Dynamic culture enhances stem cell infiltration and modulates extracellular matrix production on aligned electrospun nanofibrous scaffolds
Electrospun nanofibrous scaffolds have become widely investigated for tissue engineering applications, owing to their ability to replicate the scale and organization of many fiber-reinforced soft tissues such as the knee meniscus, the annulus fibrosus of the intervertebral disc, tendon, and cartilage. However, due to their small pore size and dense packing of fibers, cellular ingress into electrospun scaffolds is limited.
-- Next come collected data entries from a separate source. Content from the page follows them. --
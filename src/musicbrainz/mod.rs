pub mod models;

use std::cell::Cell;
use std::sync::LazyLock;
use std::thread;
use std::time::{Duration, Instant};

use regex::Regex;
use thiserror::Error;

use crate::config::MusicBrainzConfig;
pub use models::CandidateRelease;
use models::{ReleaseLookup, SearchResponse};

#[derive(Error, Debug)]
pub enum MusicBrainzError {
    #[error("HTTP request failed for {what}: {source}")]
    Http {
        what: String,
        #[source]
        source: ureq::Error,
    },
    #[error("{0} not found")]
    NotFound(String),
    #[error("MusicBrainz unavailable or rate limited ({0})")]
    Unavailable(String),
}

/// The remote calls the tagger needs from a release database.
pub trait MetadataService {
    /// Search releases by album title and (optional) artist.
    fn search_releases(
        &self,
        album: &str,
        artist: Option<&str>,
    ) -> Result<Vec<CandidateRelease>, MusicBrainzError>;

    /// Ordered recording titles of a release, all media flattened.
    fn release_tracks(&self, release_id: &str) -> Result<Vec<String>, MusicBrainzError>;

    /// Cheap request used to check the service is reachable.
    fn ping(&self) -> Result<(), MusicBrainzError>;
}

/// Blocking MusicBrainz web service client (`/ws/2`, JSON).
pub struct MusicBrainzClient {
    agent: ureq::Agent,
    base_url: String,
    user_agent: String,
    search_limit: u32,
    min_interval: Duration,
    last_request: Cell<Option<Instant>>,
}

impl MusicBrainzClient {
    pub fn new(config: &MusicBrainzConfig) -> Self {
        let agent_config = ureq::Agent::config_builder()
            .timeout_global(Some(Duration::from_secs(config.timeout_secs)))
            .build();
        Self {
            agent: ureq::Agent::new_with_config(agent_config),
            base_url: config.base_url.trim_end_matches('/').to_string(),
            user_agent: config.user_agent.clone(),
            search_limit: config.search_limit,
            min_interval: Duration::from_millis(config.rate_limit_ms),
            last_request: Cell::new(None),
        }
    }

    /// Sleep until the rate limit allows another request.
    fn throttle(&self) {
        if let Some(last) = self.last_request.get() {
            let elapsed = last.elapsed();
            if elapsed < self.min_interval {
                let wait = self.min_interval - elapsed;
                log::trace!("Rate limiting: waiting {wait:?}");
                thread::sleep(wait);
            }
        }
        self.last_request.set(Some(Instant::now()));
    }

    fn search(&self, query: &str, limit: u32) -> Result<SearchResponse, MusicBrainzError> {
        self.throttle();
        let url = format!("{}/release/", self.base_url);
        log::debug!("GET {url} query={query}");

        let what = format!("release search '{query}'");
        self.agent
            .get(&url)
            .header("User-Agent", self.user_agent.as_str())
            .query("query", query)
            .query("limit", limit.to_string())
            .query("fmt", "json")
            .call()
            .map_err(|e| map_error(&what, e))?
            .body_mut()
            .read_json()
            .map_err(|e| map_error(&what, e))
    }
}

impl MetadataService for MusicBrainzClient {
    fn search_releases(
        &self,
        album: &str,
        artist: Option<&str>,
    ) -> Result<Vec<CandidateRelease>, MusicBrainzError> {
        let query = release_query(album, artist);
        let resp = self.search(&query, self.search_limit)?;
        Ok(resp.releases.into_iter().map(Into::into).collect())
    }

    fn release_tracks(&self, release_id: &str) -> Result<Vec<String>, MusicBrainzError> {
        self.throttle();
        let url = format!("{}/release/{release_id}", self.base_url);
        log::debug!("GET {url}");

        let what = format!("release {release_id}");
        let lookup: ReleaseLookup = self
            .agent
            .get(&url)
            .header("User-Agent", self.user_agent.as_str())
            .query("inc", "recordings")
            .query("fmt", "json")
            .call()
            .map_err(|e| map_error(&what, e))?
            .body_mut()
            .read_json()
            .map_err(|e| map_error(&what, e))?;

        Ok(lookup.track_titles())
    }

    fn ping(&self) -> Result<(), MusicBrainzError> {
        self.search("release:(live)", 1).map(|_| ())
    }
}

fn map_error(what: &str, err: ureq::Error) -> MusicBrainzError {
    match err {
        ureq::Error::StatusCode(404) => MusicBrainzError::NotFound(what.to_string()),
        ureq::Error::StatusCode(status @ (429 | 503)) => {
            MusicBrainzError::Unavailable(format!("HTTP {status} for {what}"))
        }
        source => MusicBrainzError::Http {
            what: what.to_string(),
            source,
        },
    }
}

// Lucene query syntax characters that must be backslash-escaped in field values
static LUCENE_SPECIAL: LazyLock<Regex> =
    LazyLock::new(|| Regex::new(r#"([+\-&|!(){}\[\]^"~*?:\\/])"#).unwrap());

/// Build a `release:(...) artist:(...)` search query. Values are escaped and
/// lowercased so words like AND/OR are not read as operators.
pub fn release_query(album: &str, artist: Option<&str>) -> String {
    let mut clauses = Vec::new();
    for (field, value) in [("release", Some(album)), ("artist", artist)] {
        let Some(value) = value.map(str::trim).filter(|v| !v.is_empty()) else {
            continue;
        };
        let escaped = LUCENE_SPECIAL.replace_all(value, r"\${1}").to_lowercase();
        clauses.push(format!("{field}:({escaped})"));
    }
    clauses.join(" ")
}

/// A live-classified release together with its track list.
#[derive(Debug, Clone, PartialEq)]
pub struct LiveCandidate {
    pub release: CandidateRelease,
    pub tracks: Vec<String>,
    /// The track list fetch failed; `tracks` is empty.
    pub tracks_failed: bool,
}

/// Outcome of a candidate lookup. A failed search and a search with no live
/// results lead to the same decision but are reported differently.
#[derive(Debug, Clone, PartialEq)]
pub enum CandidateLookup {
    Found(Vec<LiveCandidate>),
    Failed(String),
}

/// Search for an album, keep live releases, and fetch each one's track list.
///
/// Track lists are only fetched for releases that pass [`CandidateRelease::is_live`].
/// Errors never propagate: a failed search yields `Failed`, a failed track
/// list yields an empty list for that candidate.
pub fn live_candidates(
    service: &dyn MetadataService,
    album: &str,
    artist: Option<&str>,
) -> CandidateLookup {
    log::info!(
        "Searching MusicBrainz for album: {album}, artist: {}",
        artist.unwrap_or("<none>")
    );

    let releases = match service.search_releases(album, artist) {
        Ok(releases) => releases,
        Err(e) => {
            log::error!("Error querying MusicBrainz for {album}: {e}");
            return CandidateLookup::Failed(e.to_string());
        }
    };

    let total = releases.len();
    let mut candidates = Vec::new();
    for release in releases.into_iter().filter(CandidateRelease::is_live) {
        let (tracks, tracks_failed) = match service.release_tracks(&release.id) {
            Ok(tracks) => (tracks, false),
            Err(e) => {
                log::error!("Error fetching track list for release {}: {e}", release.id);
                (Vec::new(), true)
            }
        };
        log::debug!("Track list for '{}': {tracks:?}", release.title);
        candidates.push(LiveCandidate {
            release,
            tracks,
            tracks_failed,
        });
    }

    log::info!(
        "{total} results for {album}, {} classified live",
        candidates.len()
    );
    CandidateLookup::Found(candidates)
}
Progress in the application of electrospun scaffolds has therefore been hampered, as limited cell infiltration results in heterogeneous deposition of extracellular matrix and mechanical properties that remain below native benchmarks. In the present study, dynamic culture conditions dramatically improved the infiltration of mesenchymal stem cells into aligned nanofibrous scaffolds. While dynamic culture resulted in a reduction of glycosaminoglycan content, removal from dynamic culture to free-swelling conditions after 6 weeks resulted recovery of glycosaminoglycan content. Dynamic culture significantly increased collagen content, and collagen was more uniformly distributed throughout the scaffold thickness. While mechanical function was assessed and tensile modulus increased with culture duration, dynamic culture did not result in any additional improvement beyond free-swelling culture. Transient dynamic (6 weeks dynamic followed by 6 weeks free-swelling) culture significantly enhanced cell infiltration while permitting GAG accumulation. In this study, we demonstrated that a simple modification to standard in vitro culture conditions effectively improves cellular ingress into electrospun scaffolds, resolving a challenge which has until now limited the utility of these materials for various tissue engineering applications.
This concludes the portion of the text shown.